Under the Affordable Care Act (ACA), policies have been extended to individuals under 26 and those unemployed or without coverage through an employer’s plan. Unfortunately, these plans face increasing premiums, deductibles, and out-of-pocket expenses.
Lawfully present immigrants have the option to purchase private health insurance on the individual market, and are also eligible for premium subsidies that aim to make coverage affordable for them.
The Affordable Care Act (ACA) established marketplaces where people can purchase health coverage. These sites provide tax credits and cost-sharing reductions to make premium plans more accessible.
The Affordable Care Act (ACA) also offers private plans, which are not federal or state-sponsored. These options may be more costly than government-sponsored options like Medicare or Medicaid but may provide more comprehensive coverage.
Lawfully present immigrants have the option to enroll in a plan through the exchanges and receive premium subsidies. Unfortunately, many undocumented individuals are ineligible for these benefits.

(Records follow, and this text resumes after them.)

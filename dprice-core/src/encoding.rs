//! Categorical encoding for cut, color and clarity.
//!
//! A model is trained against exactly one [`EncodingTable`]. Vectors built with
//! another table are silently wrong, so a table always travels with its model
//! (see [`crate::variant::ModelVariant`]).

use std::collections::HashSet;
use std::fmt;

use serde::{Deserialize, Serialize};

use crate::error::{PricingError, Result};

/// The three categorical diamond attributes.
#[derive(Debug, Clone, Copy, PartialEq, Eq, Hash, Serialize, Deserialize)]
#[serde(rename_all = "lowercase")]
pub enum Attribute {
    Cut,
    Color,
    Clarity,
}

impl Attribute {
    pub const ALL: [Attribute; 3] = [Attribute::Cut, Attribute::Color, Attribute::Clarity];

    /// Column name stem used by both schemas.
    pub fn as_str(&self) -> &'static str {
        match self {
            Self::Cut => "cut",
            Self::Color => "color",
            Self::Clarity => "clarity",
        }
    }
}

impl fmt::Display for Attribute {
    fn fmt(&self, f: &mut fmt::Formatter<'_>) -> fmt::Result {
        f.write_str(self.as_str())
    }
}

/// Label -> rank lookup. Declared order doubles as selector option order.
#[derive(Debug, Clone, PartialEq, Serialize)]
pub struct OrdinalTable {
    entries: Vec<(String, u32)>,
}

impl OrdinalTable {
    /// Build a table, rejecting anything that is not a bijection onto positive ranks.
    pub fn new<I, S>(attribute: Attribute, entries: I) -> Result<Self>
    where
        I: IntoIterator<Item = (S, u32)>,
        S: Into<String>,
    {
        let entries: Vec<(String, u32)> = entries.into_iter().map(|(l, r)| (l.into(), r)).collect();
        let invalid = |reason: String| PricingError::InvalidTable { attribute, reason };

        if entries.is_empty() {
            return Err(invalid("no labels".into()));
        }
        {
            let mut labels = HashSet::new();
            let mut ranks = HashSet::new();
            for (label, rank) in &entries {
                if *rank == 0 {
                    return Err(invalid(format!("rank of '{label}' must be positive")));
                }
                if !labels.insert(label.as_str()) {
                    return Err(invalid(format!("duplicate label '{label}'")));
                }
                if !ranks.insert(*rank) {
                    return Err(invalid(format!("duplicate rank {rank}")));
                }
            }
        }
        Ok(Self { entries })
    }

    pub fn rank(&self, label: &str) -> Option<u32> {
        self.entries.iter().find(|(l, _)| l == label).map(|(_, r)| *r)
    }

    pub fn labels(&self) -> impl Iterator<Item = &str> {
        self.entries.iter().map(|(l, _)| l.as_str())
    }

    pub fn entries(&self) -> &[(String, u32)] {
        &self.entries
    }
}

/// Closed vocabulary expanded into one indicator column per label.
#[derive(Debug, Clone, PartialEq, Serialize)]
pub struct OneHotTable {
    vocabulary: Vec<String>,
}

impl OneHotTable {
    pub fn new<I, S>(attribute: Attribute, vocabulary: I) -> Result<Self>
    where
        I: IntoIterator<Item = S>,
        S: Into<String>,
    {
        let vocabulary: Vec<String> = vocabulary.into_iter().map(Into::into).collect();
        if vocabulary.is_empty() {
            return Err(PricingError::InvalidTable {
                attribute,
                reason: "no labels".into(),
            });
        }
        {
            let mut seen = HashSet::new();
            for label in &vocabulary {
                if !seen.insert(label.as_str()) {
                    return Err(PricingError::InvalidTable {
                        attribute,
                        reason: format!("duplicate label '{label}'"),
                    });
                }
            }
        }
        Ok(Self { vocabulary })
    }

    pub fn vocabulary(&self) -> &[String] {
        &self.vocabulary
    }

    pub fn contains(&self, label: &str) -> bool {
        self.vocabulary.iter().any(|l| l == label)
    }
}

/// `{attribute}_{label}`, label kept verbatim.
pub fn one_hot_column(attribute: Attribute, label: &str) -> String {
    format!("{}_{}", attribute.as_str(), label)
}

/// Order in which one-hot columns are emitted.
#[derive(Debug, Clone, Copy, Default, PartialEq, Eq, Serialize, Deserialize)]
#[serde(rename_all = "snake_case")]
pub enum ColumnOrder {
    /// Lexicographic over every one-hot column name across all attributes.
    #[default]
    Sorted,
    /// cut, color, clarity blocks, each in vocabulary order.
    Declared,
}

#[derive(Debug, Clone, PartialEq, Serialize)]
#[serde(tag = "mode", rename_all = "snake_case")]
pub enum EncodingMode {
    Ordinal {
        cut: OrdinalTable,
        color: OrdinalTable,
        clarity: OrdinalTable,
    },
    OneHot {
        cut: OneHotTable,
        color: OneHotTable,
        clarity: OneHotTable,
        order: ColumnOrder,
    },
}

/// Immutable encoding configuration bound to one trained model.
#[derive(Debug, Clone, PartialEq, Serialize)]
pub struct EncodingTable {
    pub mode: EncodingMode,
    /// Whether volume, density and xy_ratio are part of the schema.
    pub derived_features: bool,
}

/// Output of [`encode`].
#[derive(Debug, Clone, PartialEq)]
pub enum Encoded {
    Rank(u32),
    /// `(column, 0.0 | 1.0)` for the whole vocabulary, in vocabulary order.
    OneHot(Vec<(String, f64)>),
}

impl EncodingTable {
    pub fn ordinal(cut: OrdinalTable, color: OrdinalTable, clarity: OrdinalTable) -> Self {
        Self {
            mode: EncodingMode::Ordinal { cut, color, clarity },
            derived_features: true,
        }
    }

    pub fn one_hot(cut: OneHotTable, color: OneHotTable, clarity: OneHotTable) -> Self {
        Self {
            mode: EncodingMode::OneHot {
                cut,
                color,
                clarity,
                order: ColumnOrder::Sorted,
            },
            derived_features: false,
        }
    }

    pub fn with_derived_features(mut self, derived: bool) -> Self {
        self.derived_features = derived;
        self
    }

    pub fn with_column_order(mut self, column_order: ColumnOrder) -> Self {
        if let EncodingMode::OneHot { order, .. } = &mut self.mode {
            *order = column_order;
        }
        self
    }

    pub fn is_one_hot(&self) -> bool {
        matches!(self.mode, EncodingMode::OneHot { .. })
    }

    /// Selector vocabulary for `attribute`, in declared order.
    pub fn options(&self, attribute: Attribute) -> Vec<&str> {
        match &self.mode {
            EncodingMode::Ordinal { cut, color, clarity } => {
                pick(attribute, cut, color, clarity).labels().collect()
            }
            EncodingMode::OneHot {
                cut, color, clarity, ..
            } => pick(attribute, cut, color, clarity)
                .vocabulary()
                .iter()
                .map(String::as_str)
                .collect(),
        }
    }

    /// All one-hot column names in emission order. Empty in ordinal mode.
    pub fn one_hot_columns(&self) -> Vec<String> {
        let EncodingMode::OneHot {
            cut,
            color,
            clarity,
            order,
        } = &self.mode
        else {
            return Vec::new();
        };

        let mut columns: Vec<String> = [(Attribute::Cut, cut), (Attribute::Color, color), (Attribute::Clarity, clarity)]
            .into_iter()
            .flat_map(|(attr, table)| table.vocabulary().iter().map(move |l| one_hot_column(attr, l)))
            .collect();
        if *order == ColumnOrder::Sorted {
            columns.sort();
        }
        columns
    }

    /// Exact ordered column list a model bound to this table expects.
    pub fn schema(&self) -> Vec<String> {
        let derived = ["volume", "density", "xy_ratio"];
        let mut schema: Vec<String> = match &self.mode {
            EncodingMode::Ordinal { .. } => [
                "carat", "cut", "color", "clarity", "depth", "table", "x", "y", "z",
            ]
            .iter()
            .map(|s| s.to_string())
            .collect(),
            EncodingMode::OneHot { .. } => {
                let mut cols: Vec<String> = ["carat", "depth", "table"].iter().map(|s| s.to_string()).collect();
                cols.extend(self.one_hot_columns());
                cols
            }
        };
        if self.derived_features {
            schema.extend(derived.iter().map(|s| s.to_string()));
        }
        schema
    }
}

fn pick<'a, T>(attribute: Attribute, cut: &'a T, color: &'a T, clarity: &'a T) -> &'a T {
    match attribute {
        Attribute::Cut => cut,
        Attribute::Color => color,
        Attribute::Clarity => clarity,
    }
}

/// Encode one categorical label against `table`. Pure; no side effects.
pub fn encode(attribute: Attribute, label: &str, table: &EncodingTable) -> Result<Encoded> {
    let unknown = || PricingError::UnknownCategory {
        attribute,
        label: label.to_string(),
    };

    match &table.mode {
        EncodingMode::Ordinal { cut, color, clarity } => pick(attribute, cut, color, clarity)
            .rank(label)
            .map(Encoded::Rank)
            .ok_or_else(unknown),
        EncodingMode::OneHot {
            cut, color, clarity, ..
        } => {
            let vocab = pick(attribute, cut, color, clarity);
            if !vocab.contains(label) {
                return Err(unknown());
            }
            let columns = vocab
                .vocabulary()
                .iter()
                .map(|l| (one_hot_column(attribute, l), if l == label { 1.0 } else { 0.0 }))
                .collect();
            Ok(Encoded::OneHot(columns))
        }
    }
}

Those eligible for premium subsidies in the exchanges can usually find a plan that complies with the Affordable Care Act and offers comprehensive coverage. Conversely, those without access to subsidies may want to consider taking out a short-term policy which may be less expensive than an ACA-compliant option but still has limitations on preexisting conditions and other coverage gaps.
Health insurance exchanges are a new option made available under Obamacare for both immigrants and citizens alike. These marketplaces enable people to compare plans and receive assistance in purchasing coverage.
Lawfully present immigrants can enroll in plans on the exchange and receive premium subsidies based on income, regardless of how long they have lived here. These subsidies are available for up to five years after arrival in America.
The Affordable Care Act (ACA) calls for premium subsidies to be made available to immigrants who do not have Medicaid or other coverage, though this may not be the case in every state.
Unfortunately, in many cases low-income immigrants have not been adequately informed of this rule by exchange staff or brokers. If you don’t receive assistance from your enrollment assistant, calling the exchange is a wise idea to inquire further about its application.